**Stored items:**
━━━━━━━━━━━━━━━━━━━━

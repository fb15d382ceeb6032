//! Error types for pagedesk-core

use thiserror::Error;

#[derive(Debug, Error)]
pub enum Error {
    #[error("Unknown role: {0}")]
    InvalidRole(String),

    #[error("Unknown status: {0}")]
    InvalidStatus(String),

    #[error("Token expired")]
    TokenExpired,

    #[error("Token invalid: {0}")]
    TokenInvalid(String),

    #[error("Webhook URL rejected: {0}")]
    Policy(#[from] crate::policy::PolicyViolation),

    #[error("JSON error: {0}")]
    Json(#[from] serde_json::Error),
}

impl From<jsonwebtoken::errors::Error> for Error {
    fn from(e: jsonwebtoken::errors::Error) -> Self {
        match e.kind() {
            jsonwebtoken::errors::ErrorKind::ExpiredSignature => Error::TokenExpired,
            _ => Error::TokenInvalid(e.to_string()),
        }
    }
}
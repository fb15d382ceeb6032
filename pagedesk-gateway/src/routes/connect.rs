//! OAuth connection endpoint

use std::sync::Arc;

use axum::extract::State;
use axum::http::HeaderMap;
use axum::Json;
use serde::Deserialize;

use crate::connect::{connect_account, ConnectReport};
use crate::error::GatewayError;
use crate::graph::PlatformClient;
use crate::identity::IdentityProvider;
use crate::state::AppState;
use crate::store::{AuditStore, PageStore, RelationStore, RoleStore, TokenStore};

use super::auth::bearer_user;

#[derive(Deserialize)]
pub struct OAuthCallbackRequest {
    pub code: String,
}

/// POST /facebook-oauth-callback
pub async fn oauth_callback<D, G, I>(
    State(state): State<Arc<AppState<D, G, I>>>,
    headers: HeaderMap,
    Json(req): Json<OAuthCallbackRequest>,
) -> Result<Json<ConnectReport>, GatewayError>
where
    D: RelationStore + PageStore + TokenStore + RoleStore + AuditStore,
    G: PlatformClient,
    I: IdentityProvider,
{
    let user_id = bearer_user(&state, &headers)?;

    if req.code.is_empty() {
        return Err(GatewayError::Validation(
            "authorization code is required".to_string(),
        ));
    }

    let report = connect_account(&state.store, &state.platform, &user_id, &req.code).await?;

    for result in &report.results {
        state.changes.publish("facebook_pages", result.page_id.clone());
    }

    Ok(Json(report))
}
//! Cross-module conformance tests for the core primitives

use pagedesk_core::{
    hash_refresh_token, issue_access_token, issue_refresh_token, validate_webhook_url,
    verify_access_token, Feature, GlobalRole, PolicyViolation, TokenConfig,
};

#[test]
fn global_role_rank_containment() {
    // moderator gate: moderator, admin and super_admin pass; client fails
    let passing = [GlobalRole::Moderator, GlobalRole::Admin, GlobalRole::SuperAdmin];
    for role in passing {
        assert!(role.allows(Feature::Moderator));
    }
    assert!(!GlobalRole::Client.allows(Feature::Moderator));

    // admin gate
    assert!(GlobalRole::Admin.allows(Feature::Admin));
    assert!(GlobalRole::SuperAdmin.allows(Feature::Admin));
    assert!(!GlobalRole::Moderator.allows(Feature::Admin));

    // superadmin gate admits exactly one role
    for role in [GlobalRole::Client, GlobalRole::Moderator, GlobalRole::Admin] {
        assert!(!role.allows(Feature::Superadmin));
    }
    assert!(GlobalRole::SuperAdmin.allows(Feature::Superadmin));
}

#[test]
fn token_pair_round_trip() {
    let config = TokenConfig::new("conformance-secret-long-enough-for-hmac");

    let access = issue_access_token("user-1", GlobalRole::Moderator, &config).unwrap();
    let (refresh, refresh_hash) =
        issue_refresh_token("user-1", GlobalRole::Moderator, &config).unwrap();

    // Both halves of the pair verify, carry the same subject, and the
    // refresh expiry is far beyond the access expiry.
    let access_claims = verify_access_token(&access, &config).unwrap();
    let refresh_claims = verify_access_token(&refresh, &config).unwrap();
    assert_eq!(access_claims.sub, refresh_claims.sub);
    assert!(refresh_claims.exp > access_claims.exp);

    // The persisted representation is the hash, recomputable from the
    // presented token.
    assert_eq!(refresh_hash, hash_refresh_token(&refresh));
}

#[test]
fn webhook_policy_matrix() {
    let allowlist = vec!["hooks.zapier.com".to_string()];

    let cases = [
        ("https://hooks.zapier.com/x", Ok(())),
        ("http://hooks.zapier.com/x", Err(PolicyViolation::NotHttps)),
        ("https://10.0.0.5/hook", Err(PolicyViolation::PrivateAddress)),
        (
            "https://evil.example.com/hook",
            Err(PolicyViolation::DomainNotAllowed("evil.example.com".to_string())),
        ),
    ];
    for (url, expected) in cases {
        assert_eq!(validate_webhook_url(url, &allowlist), expected, "case: {}", url);
    }
}
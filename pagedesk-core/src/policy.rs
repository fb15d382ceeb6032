//! Outbound automation-webhook URL policy
//!
//! Automation webhook targets are user-supplied, so they are validated
//! before being persisted or invoked: HTTPS only, host must fall under a
//! configured domain allowlist, and literal IP hosts (private ranges in
//! particular) are rejected to keep the gateway from being used as a proxy
//! into internal networks.

use std::net::{Ipv4Addr, Ipv6Addr};

use thiserror::Error;
use url::{Host, Url};

/// A specific rule the candidate URL failed.
#[derive(Debug, Clone, PartialEq, Eq, Error)]
pub enum PolicyViolation {
    #[error("not a valid URL")]
    Malformed,

    #[error("scheme must be https")]
    NotHttps,

    #[error("host is missing")]
    MissingHost,

    #[error("literal IP hosts are not allowed")]
    IpAddressHost,

    #[error("host resolves to a private or loopback address")]
    PrivateAddress,

    #[error("host {0} is not on the webhook domain allowlist")]
    DomainNotAllowed(String),
}

/// Validate a candidate webhook URL against the domain allowlist.
///
/// Allowlist entries match the host exactly or as a parent domain
/// (`zapier.com` admits `hooks.zapier.com`). Comparison is
/// case-insensitive.
pub fn validate_webhook_url(candidate: &str, allowlist: &[String]) -> Result<(), PolicyViolation> {
    let url = Url::parse(candidate).map_err(|_| PolicyViolation::Malformed)?;

    if url.scheme() != "https" {
        return Err(PolicyViolation::NotHttps);
    }

    match url.host() {
        None => Err(PolicyViolation::MissingHost),
        Some(Host::Ipv4(addr)) => {
            if is_private_v4(addr) {
                Err(PolicyViolation::PrivateAddress)
            } else {
                Err(PolicyViolation::IpAddressHost)
            }
        }
        Some(Host::Ipv6(addr)) => {
            if is_private_v6(addr) {
                Err(PolicyViolation::PrivateAddress)
            } else {
                Err(PolicyViolation::IpAddressHost)
            }
        }
        Some(Host::Domain(domain)) => {
            let domain = domain.to_ascii_lowercase();
            let allowed = allowlist.iter().any(|entry| {
                let entry = entry.to_ascii_lowercase();
                domain == entry || domain.ends_with(&format!(".{}", entry))
            });
            if allowed {
                Ok(())
            } else {
                Err(PolicyViolation::DomainNotAllowed(domain))
            }
        }
    }
}

fn is_private_v4(addr: Ipv4Addr) -> bool {
    addr.is_private() || addr.is_loopback() || addr.is_link_local() || addr.is_unspecified()
}

fn is_private_v6(addr: Ipv6Addr) -> bool {
    // fc00::/7 unique-local and fe80::/10 link-local
    let seg = addr.segments();
    addr.is_loopback()
        || addr.is_unspecified()
        || (seg[0] & 0xfe00) == 0xfc00
        || (seg[0] & 0xffc0) == 0xfe80
}

#[cfg(test)]
mod tests {
    use super::*;

    fn allowlist() -> Vec<String> {
        vec!["zapier.com".to_string(), "hooks.make.com".to_string()]
    }

    #[test]
    fn test_accepts_allowlisted_https() {
        assert_eq!(
            validate_webhook_url("https://hooks.zapier.com/x", &allowlist()),
            Ok(())
        );
        assert_eq!(
            validate_webhook_url("https://hooks.make.com/hook/1", &allowlist()),
            Ok(())
        );
    }

    #[test]
    fn test_rejects_plain_http() {
        assert_eq!(
            validate_webhook_url("http://hooks.zapier.com/x", &allowlist()),
            Err(PolicyViolation::NotHttps)
        );
    }

    #[test]
    fn test_rejects_private_ip() {
        assert_eq!(
            validate_webhook_url("https://10.0.0.5/hook", &allowlist()),
            Err(PolicyViolation::PrivateAddress)
        );
        assert_eq!(
            validate_webhook_url("https://127.0.0.1/hook", &allowlist()),
            Err(PolicyViolation::PrivateAddress)
        );
        assert_eq!(
            validate_webhook_url("https://192.168.1.1/hook", &allowlist()),
            Err(PolicyViolation::PrivateAddress)
        );
        assert_eq!(
            validate_webhook_url("https://[::1]/hook", &allowlist()),
            Err(PolicyViolation::PrivateAddress)
        );
    }

    #[test]
    fn test_rejects_public_ip_literal() {
        assert_eq!(
            validate_webhook_url("https://8.8.8.8/hook", &allowlist()),
            Err(PolicyViolation::IpAddressHost)
        );
    }

    #[test]
    fn test_rejects_unlisted_domain() {
        assert_eq!(
            validate_webhook_url("https://evil.example.com/hook", &allowlist()),
            Err(PolicyViolation::DomainNotAllowed("evil.example.com".to_string()))
        );
        // A domain merely containing an allowlisted name is not a subdomain.
        assert!(matches!(
            validate_webhook_url("https://notzapier.com/x", &allowlist()),
            Err(PolicyViolation::DomainNotAllowed(_))
        ));
    }

    #[test]
    fn test_rejects_garbage() {
        assert_eq!(
            validate_webhook_url("not a url", &allowlist()),
            Err(PolicyViolation::Malformed)
        );
    }

    #[test]
    fn test_host_match_is_case_insensitive() {
        assert_eq!(
            validate_webhook_url("https://Hooks.ZAPIER.com/x", &allowlist()),
            Ok(())
        );
    }
}
//! Social platform Graph API client
//!
//! Everything the connection flow needs from the platform sits behind
//! [`PlatformClient`] so the orchestrator and tests never touch HTTP
//! directly. The HTTP implementation talks to a configurable Graph API
//! base URL.

use std::time::Duration;

use async_trait::async_trait;
use serde::Deserialize;

use crate::error::GatewayError;

/// A page as enumerated from the platform, with its page-scoped token.
#[derive(Debug, Clone, Deserialize)]
pub struct GraphPage {
    pub id: String,
    pub name: String,
    #[serde(default)]
    pub category: Option<String>,
    pub access_token: String,
}

/// Operations against the platform's Graph API.
#[async_trait]
pub trait PlatformClient: Send + Sync {
    /// Exchange an OAuth authorization code for a short-lived user token
    async fn exchange_code(&self, code: &str) -> Result<String, GatewayError>;

    /// Enumerate every page the user token grants access to
    async fn list_pages(&self, user_token: &str) -> Result<Vec<GraphPage>, GatewayError>;

    /// Upgrade a short-lived token to its long-lived variant
    async fn exchange_long_lived(&self, token: &str) -> Result<String, GatewayError>;

    /// The Instagram business account linked to a page, if any
    async fn instagram_account(
        &self,
        page_id: &str,
        page_token: &str,
    ) -> Result<Option<String>, GatewayError>;

    /// Public username of an Instagram business account
    async fn instagram_username(
        &self,
        ig_id: &str,
        page_token: &str,
    ) -> Result<String, GatewayError>;

    /// Subscribe the app to page webhooks. Idempotent on the platform side.
    async fn subscribe_page(&self, page_id: &str, page_token: &str) -> Result<(), GatewayError>;

    /// Subscribe the app to Instagram webhooks
    async fn subscribe_instagram(&self, ig_id: &str, page_token: &str)
        -> Result<(), GatewayError>;
}

/// HTTP request timeout for Graph API calls.
const REQUEST_TIMEOUT: Duration = Duration::from_secs(10);

/// Reqwest-backed [`PlatformClient`].
pub struct HttpPlatformClient {
    client: reqwest::Client,
    base_url: String,
    app_id: String,
    app_secret: String,
    redirect_uri: String,
}

#[derive(Deserialize)]
struct AccessTokenResponse {
    access_token: Option<String>,
}

#[derive(Deserialize)]
struct PageListResponse {
    #[serde(default)]
    data: Vec<GraphPage>,
}

#[derive(Deserialize)]
struct LinkedInstagram {
    id: String,
}

#[derive(Deserialize)]
struct InstagramField {
    instagram_business_account: Option<LinkedInstagram>,
}

#[derive(Deserialize)]
struct UsernameField {
    username: Option<String>,
}

impl HttpPlatformClient {
    pub fn new(
        base_url: impl Into<String>,
        app_id: impl Into<String>,
        app_secret: impl Into<String>,
        redirect_uri: impl Into<String>,
    ) -> Self {
        let client = reqwest::Client::builder()
            .timeout(REQUEST_TIMEOUT)
            .build()
            .expect("Failed to build Graph API HTTP client");
        Self {
            client,
            base_url: base_url.into(),
            app_id: app_id.into(),
            app_secret: app_secret.into(),
            redirect_uri: redirect_uri.into(),
        }
    }

    async fn get_json<T: serde::de::DeserializeOwned>(
        &self,
        url: &str,
        query: &[(&str, &str)],
    ) -> Result<T, GatewayError> {
        let response = self
            .client
            .get(url)
            .query(query)
            .send()
            .await
            .map_err(|e| GatewayError::Upstream(format!("Graph API request failed: {}", e)))?;

        if !response.status().is_success() {
            return Err(GatewayError::Upstream(format!(
                "Graph API returned HTTP {} for {}",
                response.status(),
                url
            )));
        }

        response
            .json()
            .await
            .map_err(|e| GatewayError::Upstream(format!("Graph API response malformed: {}", e)))
    }
}

#[async_trait]
impl PlatformClient for HttpPlatformClient {
    async fn exchange_code(&self, code: &str) -> Result<String, GatewayError> {
        let url = format!("{}/oauth/access_token", self.base_url);
        let body: AccessTokenResponse = self
            .get_json(
                &url,
                &[
                    ("client_id", self.app_id.as_str()),
                    ("client_secret", self.app_secret.as_str()),
                    ("redirect_uri", self.redirect_uri.as_str()),
                    ("code", code),
                ],
            )
            .await?;
        body.access_token
            .ok_or_else(|| GatewayError::Upstream("token endpoint returned no token".to_string()))
    }

    async fn list_pages(&self, user_token: &str) -> Result<Vec<GraphPage>, GatewayError> {
        let url = format!("{}/me/accounts", self.base_url);
        let body: PageListResponse = self
            .get_json(&url, &[("access_token", user_token)])
            .await?;
        Ok(body.data)
    }

    async fn exchange_long_lived(&self, token: &str) -> Result<String, GatewayError> {
        let url = format!("{}/oauth/access_token", self.base_url);
        let body: AccessTokenResponse = self
            .get_json(
                &url,
                &[
                    ("grant_type", "fb_exchange_token"),
                    ("client_id", self.app_id.as_str()),
                    ("client_secret", self.app_secret.as_str()),
                    ("fb_exchange_token", token),
                ],
            )
            .await?;
        body.access_token.ok_or_else(|| {
            GatewayError::Upstream("long-lived exchange returned no token".to_string())
        })
    }

    async fn instagram_account(
        &self,
        page_id: &str,
        page_token: &str,
    ) -> Result<Option<String>, GatewayError> {
        let url = format!("{}/{}", self.base_url, page_id);
        let body: InstagramField = self
            .get_json(
                &url,
                &[
                    ("fields", "instagram_business_account"),
                    ("access_token", page_token),
                ],
            )
            .await?;
        Ok(body.instagram_business_account.map(|acct| acct.id))
    }

    async fn instagram_username(
        &self,
        ig_id: &str,
        page_token: &str,
    ) -> Result<String, GatewayError> {
        let url = format!("{}/{}", self.base_url, ig_id);
        let body: UsernameField = self
            .get_json(&url, &[("fields", "username"), ("access_token", page_token)])
            .await?;
        body.username
            .ok_or_else(|| GatewayError::Upstream("Instagram account has no username".to_string()))
    }

    async fn subscribe_page(&self, page_id: &str, page_token: &str) -> Result<(), GatewayError> {
        let url = format!("{}/{}/subscribed_apps", self.base_url, page_id);
        let response = self
            .client
            .post(&url)
            .query(&[
                ("subscribed_fields", "feed,messages"),
                ("access_token", page_token),
            ])
            .send()
            .await
            .map_err(|e| GatewayError::Upstream(format!("webhook subscribe failed: {}", e)))?;
        if !response.status().is_success() {
            return Err(GatewayError::Upstream(format!(
                "webhook subscribe returned HTTP {}",
                response.status()
            )));
        }
        Ok(())
    }

    async fn subscribe_instagram(
        &self,
        ig_id: &str,
        page_token: &str,
    ) -> Result<(), GatewayError> {
        let url = format!("{}/{}/subscribed_apps", self.base_url, ig_id);
        let response = self
            .client
            .post(&url)
            .query(&[
                ("subscribed_fields", "comments,messages"),
                ("access_token", page_token),
            ])
            .send()
            .await
            .map_err(|e| {
                GatewayError::Upstream(format!("Instagram webhook subscribe failed: {}", e))
            })?;
        if !response.status().is_success() {
            return Err(GatewayError::Upstream(format!(
                "Instagram webhook subscribe returned HTTP {}",
                response.status()
            )));
        }
        Ok(())
    }
}
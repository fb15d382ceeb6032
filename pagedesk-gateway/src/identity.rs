//! Identity provider collaborator
//!
//! The gateway does not own user accounts: sign-in credentials and the
//! canonical user directory live in an external identity service.
//! [`IdentityProvider`] is the seam; the HTTP implementation calls the
//! provider's admin surface with a service key that must never reach
//! clients.

use std::time::Duration;

use async_trait::async_trait;
use chrono::{DateTime, Utc};
use pagedesk_core::GlobalRole;
use serde::Deserialize;

use crate::error::GatewayError;
use crate::store::{IdentityUser, UserId};

#[async_trait]
pub trait IdentityProvider: Send + Sync {
    /// Verify email/password credentials; `Unauthenticated` when they fail
    async fn authenticate(&self, email: &str, password: &str)
        -> Result<IdentityUser, GatewayError>;

    /// Verify a third-party OAuth token and resolve the user it belongs to
    async fn verify_oauth(
        &self,
        provider: &str,
        oauth_token: &str,
    ) -> Result<IdentityUser, GatewayError>;

    /// List users, optionally filtered by an email substring. Pages through
    /// the admin API until exhausted; returns the minimized projection only.
    async fn list_users(&self, search: Option<&str>) -> Result<Vec<IdentityUser>, GatewayError>;

    /// Delete a user from the provider
    async fn delete_user(&self, user_id: &UserId) -> Result<(), GatewayError>;

    /// Mirror a global role change into provider account metadata
    async fn set_role_metadata(
        &self,
        user_id: &UserId,
        role: GlobalRole,
    ) -> Result<(), GatewayError>;
}

/// HTTP request timeout for identity API calls.
const REQUEST_TIMEOUT: Duration = Duration::from_secs(10);

/// Page size for admin list pagination.
const LIST_PAGE_SIZE: usize = 50;

/// Reqwest-backed [`IdentityProvider`] against the provider's admin REST API.
pub struct HttpIdentityProvider {
    client: reqwest::Client,
    base_url: String,
    service_key: String,
}

#[derive(Deserialize)]
struct ProviderUser {
    id: String,
    email: String,
    created_at: DateTime<Utc>,
}

#[derive(Deserialize)]
struct UserPage {
    #[serde(default)]
    users: Vec<ProviderUser>,
}

impl HttpIdentityProvider {
    pub fn new(base_url: impl Into<String>, service_key: impl Into<String>) -> Self {
        let client = reqwest::Client::builder()
            .timeout(REQUEST_TIMEOUT)
            .build()
            .expect("Failed to build identity HTTP client");
        Self {
            client,
            base_url: base_url.into(),
            service_key: service_key.into(),
        }
    }

    fn minimize(user: ProviderUser) -> IdentityUser {
        IdentityUser {
            id: UserId(user.id),
            email: user.email,
            created_at: user.created_at,
        }
    }

    async fn check(response: reqwest::Response, what: &str) -> Result<reqwest::Response, GatewayError> {
        if response.status() == reqwest::StatusCode::UNAUTHORIZED {
            return Err(GatewayError::Unauthenticated);
        }
        if !response.status().is_success() {
            return Err(GatewayError::Upstream(format!(
                "identity API {} returned HTTP {}",
                what,
                response.status()
            )));
        }
        Ok(response)
    }
}

#[async_trait]
impl IdentityProvider for HttpIdentityProvider {
    async fn authenticate(
        &self,
        email: &str,
        password: &str,
    ) -> Result<IdentityUser, GatewayError> {
        let url = format!("{}/token?grant_type=password", self.base_url);
        let response = self
            .client
            .post(&url)
            .json(&serde_json::json!({ "email": email, "password": password }))
            .send()
            .await
            .map_err(|e| GatewayError::Upstream(format!("identity API unreachable: {}", e)))?;

        // Bad credentials come back as 4xx, not as a transport error.
        if response.status().is_client_error() {
            return Err(GatewayError::Unauthenticated);
        }
        let response = Self::check(response, "password grant").await?;

        #[derive(Deserialize)]
        struct Grant {
            user: ProviderUser,
        }
        let grant: Grant = response
            .json()
            .await
            .map_err(|e| GatewayError::Upstream(format!("identity response malformed: {}", e)))?;
        Ok(Self::minimize(grant.user))
    }

    async fn verify_oauth(
        &self,
        provider: &str,
        oauth_token: &str,
    ) -> Result<IdentityUser, GatewayError> {
        let url = format!("{}/token?grant_type=oauth", self.base_url);
        let response = self
            .client
            .post(&url)
            .json(&serde_json::json!({ "provider": provider, "oauth_token": oauth_token }))
            .send()
            .await
            .map_err(|e| GatewayError::Upstream(format!("identity API unreachable: {}", e)))?;

        if response.status().is_client_error() {
            return Err(GatewayError::Unauthenticated);
        }
        let response = Self::check(response, "oauth grant").await?;

        #[derive(Deserialize)]
        struct Grant {
            user: ProviderUser,
        }
        let grant: Grant = response
            .json()
            .await
            .map_err(|e| GatewayError::Upstream(format!("identity response malformed: {}", e)))?;
        Ok(Self::minimize(grant.user))
    }

    async fn list_users(&self, search: Option<&str>) -> Result<Vec<IdentityUser>, GatewayError> {
        let url = format!("{}/admin/users", self.base_url);
        let mut users = Vec::new();
        let mut page = 1usize;

        // Page until the provider returns a short page.
        loop {
            let page_param = page.to_string();
            let per_page = LIST_PAGE_SIZE.to_string();
            let response = self
                .client
                .get(&url)
                .bearer_auth(&self.service_key)
                .query(&[("page", page_param.as_str()), ("per_page", per_page.as_str())])
                .send()
                .await
                .map_err(|e| GatewayError::Upstream(format!("identity API unreachable: {}", e)))?;
            let response = Self::check(response, "list users").await?;

            let body: UserPage = response
                .json()
                .await
                .map_err(|e| GatewayError::Upstream(format!("identity response malformed: {}", e)))?;

            let count = body.users.len();
            users.extend(body.users.into_iter().map(Self::minimize));
            if count < LIST_PAGE_SIZE {
                break;
            }
            page += 1;
        }

        if let Some(needle) = search {
            let needle = needle.to_ascii_lowercase();
            users.retain(|u| u.email.to_ascii_lowercase().contains(&needle));
        }
        Ok(users)
    }

    async fn delete_user(&self, user_id: &UserId) -> Result<(), GatewayError> {
        let url = format!("{}/admin/users/{}", self.base_url, user_id.0);
        let response = self
            .client
            .delete(&url)
            .bearer_auth(&self.service_key)
            .send()
            .await
            .map_err(|e| GatewayError::Upstream(format!("identity API unreachable: {}", e)))?;
        Self::check(response, "delete user").await?;
        Ok(())
    }

    async fn set_role_metadata(
        &self,
        user_id: &UserId,
        role: GlobalRole,
    ) -> Result<(), GatewayError> {
        let url = format!("{}/admin/users/{}", self.base_url, user_id.0);
        let response = self
            .client
            .put(&url)
            .bearer_auth(&self.service_key)
            .json(&serde_json::json!({ "app_metadata": { "role": role.as_str() } }))
            .send()
            .await
            .map_err(|e| GatewayError::Upstream(format!("identity API unreachable: {}", e)))?;
        Self::check(response, "update role metadata").await?;
        Ok(())
    }
}
//! In-process change-notification bus
//!
//! Route handlers publish a [`ChangeEvent`] after successful store
//! mutations; subscribers refetch whatever they care about. Eventual
//! convergence only: no ordering guarantee, and lagging subscribers drop
//! events per broadcast-channel semantics.

use tokio::sync::broadcast;

/// Buffer capacity for the broadcast channel.
const CHANNEL_CAPACITY: usize = 256;

/// A mutation notification: which entity kind changed, and its key.
#[derive(Debug, Clone)]
pub struct ChangeEvent {
    pub entity: &'static str,
    pub key: String,
}

/// Fan-out hub for [`ChangeEvent`]s, shared via the app state.
pub struct ChangeBus {
    sender: broadcast::Sender<ChangeEvent>,
}

impl ChangeBus {
    pub fn new() -> Self {
        let (sender, _) = broadcast::channel(CHANNEL_CAPACITY);
        Self { sender }
    }

    /// Publish a change. Send errors (no subscribers) are not failures.
    pub fn publish(&self, entity: &'static str, key: impl Into<String>) {
        let _ = self.sender.send(ChangeEvent {
            entity,
            key: key.into(),
        });
    }

    pub fn subscribe(&self) -> broadcast::Receiver<ChangeEvent> {
        self.sender.subscribe()
    }
}

impl Default for ChangeBus {
    fn default() -> Self {
        Self::new()
    }
}

#[cfg(test)]
mod tests {
    use super::*;

    #[tokio::test]
    async fn test_subscribers_see_published_changes() {
        let bus = ChangeBus::new();
        let mut rx = bus.subscribe();

        bus.publish("facebook_pages", "page-1");

        let event = rx.recv().await.unwrap();
        assert_eq!(event.entity, "facebook_pages");
        assert_eq!(event.key, "page-1");
    }

    #[test]
    fn test_publish_without_subscribers_is_fine() {
        let bus = ChangeBus::new();
        bus.publish("user_pages_relations", "u1:p1");
    }
}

━━━━━━━━━━━━━━━━━━━━

**Task details:** Which lines of the data contain the string "UsernameField"? Copy each of them.

**Your solution:**
struct UsernameField {
        let body: UsernameField = self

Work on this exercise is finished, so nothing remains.